[Saved entries]
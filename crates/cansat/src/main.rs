//! CanSat - rail-launched CanSat flight simulator

use anyhow::Context;
use clap::{Parser, Subcommand};
use tracing_subscriber::{layer::SubscriberExt, util::SubscriberInitExt};

#[derive(Parser)]
#[command(name = "cansat")]
#[command(about = "CanSat flight simulator with terminal and web front-ends")]
#[command(version)]
struct Cli {
    #[command(subcommand)]
    command: Option<Commands>,
}

#[derive(Subcommand)]
enum Commands {
    /// Prompt for parameters, write the plots to a PNG and show them
    Terminal {
        /// Pass remaining arguments to cansat-cli (e.g. `--defaults --no-show`)
        #[arg(trailing_var_arg = true, allow_hyphen_values = true)]
        args: Vec<String>,
    },
    /// Serve the results page over HTTP
    Serve {
        /// Port to bind to
        #[arg(short, long, default_value_t = 5001)]
        port: u16,

        /// Host to bind to
        #[arg(short = 'H', long, default_value = "0.0.0.0")]
        host: String,

        /// Log at debug level
        #[arg(long)]
        debug: bool,
    },
}

fn main() -> anyhow::Result<()> {
    let cli = Cli::parse();

    let level = match &cli.command {
        Some(Commands::Serve { debug: true, .. }) => "debug",
        Some(Commands::Serve { .. }) => "info",
        Some(Commands::Terminal { .. }) | None => cansat_cli::TERMINAL_LOG_LEVEL,
    };
    init_logging(level);

    match cli.command {
        Some(Commands::Terminal { args }) => {
            let cli_args: Vec<&str> = args.iter().map(|s| s.as_str()).collect();
            run_terminal(&cli_args)
        }
        Some(Commands::Serve { port, host, .. }) => run_server(port, &host),
        None => run_terminal(&[]),
    }
}

/// `RUST_LOG` wins over the default level.
fn init_logging(default_level: &str) {
    tracing_subscriber::registry()
        .with(cansat_cli::log_filter(default_level))
        .with(tracing_subscriber::fmt::layer().with_writer(std::io::stderr))
        .init();
}

fn run_terminal(args: &[&str]) -> anyhow::Result<()> {
    let mut full_args = vec!["cansat-cli"];
    full_args.extend(args);
    cansat_cli::run_cli_main(&full_args)
}

fn run_server(port: u16, host: &str) -> anyhow::Result<()> {
    use std::net::SocketAddr;
    use tokio::net::TcpListener;
    use tokio::runtime::Runtime;
    let rt = Runtime::new()?;
    rt.block_on(async {
        let addr: SocketAddr = format!("{}:{}", host, port)
            .parse()
            .with_context(|| format!("invalid listen address {host}:{port}"))?;
        let app = cansat_web::create_router();
        let listener = TcpListener::bind(addr)
            .await
            .with_context(|| format!("failed to bind {addr}"))?;
        println!("listening on http://{}", addr);
        tracing::info!("web server started on {}", addr);
        axum::serve(listener, app).await?;
        Ok(())
    })
}

#[cfg(test)]
mod tests {
    use super::*;

    #[test]
    fn test_serve_defaults() {
        let cli = Cli::try_parse_from(["cansat", "serve"]).unwrap();
        match cli.command {
            Some(Commands::Serve { port, host, debug }) => {
                assert_eq!(port, 5001);
                assert_eq!(host, "0.0.0.0");
                assert!(!debug);
            }
            _ => panic!("expected serve"),
        }
    }

    #[test]
    fn test_terminal_passes_flags_through() {
        let cli = Cli::try_parse_from(["cansat", "terminal", "--defaults", "-o", "plots"]).unwrap();
        match cli.command {
            Some(Commands::Terminal { args }) => assert_eq!(args, ["--defaults", "-o", "plots"]),
            _ => panic!("expected terminal"),
        }
    }

    #[test]
    fn test_no_subcommand() {
        assert!(Cli::try_parse_from(["cansat"]).unwrap().command.is_none());
    }
}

• [What this task involves]: The data should be copied out in full, exactly as it reads.

• [Response to this task]:
filename crates/cansat/src/main.rs
//! CanSat - rail-launched CanSat flight simulator

use anyhow::Context;
use clap::{Parser, Subcommand};
use tracing_subscriber::{layer::SubscriberExt, util::SubscriberInitExt};

#[derive(Parser)]
#[command(name = "cansat")]
#[command(about = "CanSat flight simulator with terminal and web front-ends")]
#[command(version)]
struct Cli {
    #[command(subcommand)]
    command: Option<Commands>,
}

#[derive(Subcommand)]
enum Commands {
    /// Prompt for parameters, write the plots to a PNG and show them
    Terminal {
        /// Pass remaining arguments to cansat-cli (e.g. `--defaults --no-show`)
        #[arg(trailing_var_arg = true, allow_hyphen_values = true)]
        args: Vec<String>,
    },
    /// Serve the results page over HTTP
    Serve {
        /// Port to bind to
        #[arg(short, long, default_value_t = 5001)]
        port: u16,

        /// Host to bind to
        #[arg(short = 'H', long, default_value = "0.0.0.0")]
        host: String,

        /// Log at debug level
        #[arg(long)]
        debug: bool,
    },
}

fn main() -> anyhow::Result<()> {
    let cli = Cli::parse();

    let level = match &cli.command {
        Some(Commands::Serve { debug: true, .. }) => "debug",
        Some(Commands::Serve { .. }) => "info",
        Some(Commands::Terminal { .. }) | None => cansat_cli::TERMINAL_LOG_LEVEL,
    };
    init_logging(level);

    match cli.command {
        Some(Commands::Terminal { args }) => {
            let cli_args: Vec<&str> = args.iter().map(|s| s.as_str()).collect();
            run_terminal(&cli_args)
        }
        Some(Commands::Serve { port, host, .. }) => run_server(port, &host),
        None => run_terminal(&[]),
    }
}

/// `RUST_LOG` wins over the default level.
fn init_logging(default_level: &str) {
    tracing_subscriber::registry()
        .with(cansat_cli::log_filter(default_level))
        .with(tracing_subscriber::fmt::layer().with_writer(std::io::stderr))
        .init();
}

fn run_terminal(args: &[&str]) -> anyhow::Result<()> {
    let mut full_args = vec!["cansat-cli"];
    full_args.extend(args);
    cansat_cli::run_cli_main(&full_args)
}

fn run_server(port: u16, host: &str) -> anyhow::Result<()> {
    use std::net::SocketAddr;
    use tokio::net::TcpListener;
    use tokio::runtime::Runtime;
    let rt = Runtime::new()?;
    rt.block_on(async {
        let addr: SocketAddr = format!("{}:{}", host, port)
            .parse()
            .with_context(|| format!("invalid listen address {host}:{port}"))?;
        let app = cansat_web::create_router();
        let listener = TcpListener::bind(addr)
            .await
            .with_context(|| format!("failed to bind {addr}"))?;
        println!("listening on http://{}", addr);
        tracing::info!("web server started on {}", addr);
        axum::serve(listener, app).await?;
        Ok(())
    })
}

#[cfg(test)]
mod tests {
    use super::*;

    #[test]
    fn test_serve_defaults() {
        let cli = Cli::try_parse_from(["cansat", "serve"]).unwrap();
        match cli.command {
            Some(Commands::Serve { port, host, debug }) => {
                assert_eq!(port, 5001);
                assert_eq!(host, "0.0.0.0");
                assert!(!debug);
            }
            _ => panic!("expected serve"),
        }
    }

    #[test]
    fn test_terminal_passes_flags_through() {
        let cli = Cli::try_parse_from(["cansat", "terminal", "--defaults", "-o", "plots"]).unwrap();
        match cli.command {
            Some(Commands::Terminal { args }) => assert_eq!(args, ["--defaults", "-o", "plots"]),
            _ => panic!("expected terminal"),
        }
    }

    #[test]
    fn test_no_subcommand() {
        assert!(Cli::try_parse_from(["cansat"]).unwrap().command.is_none());
    }
}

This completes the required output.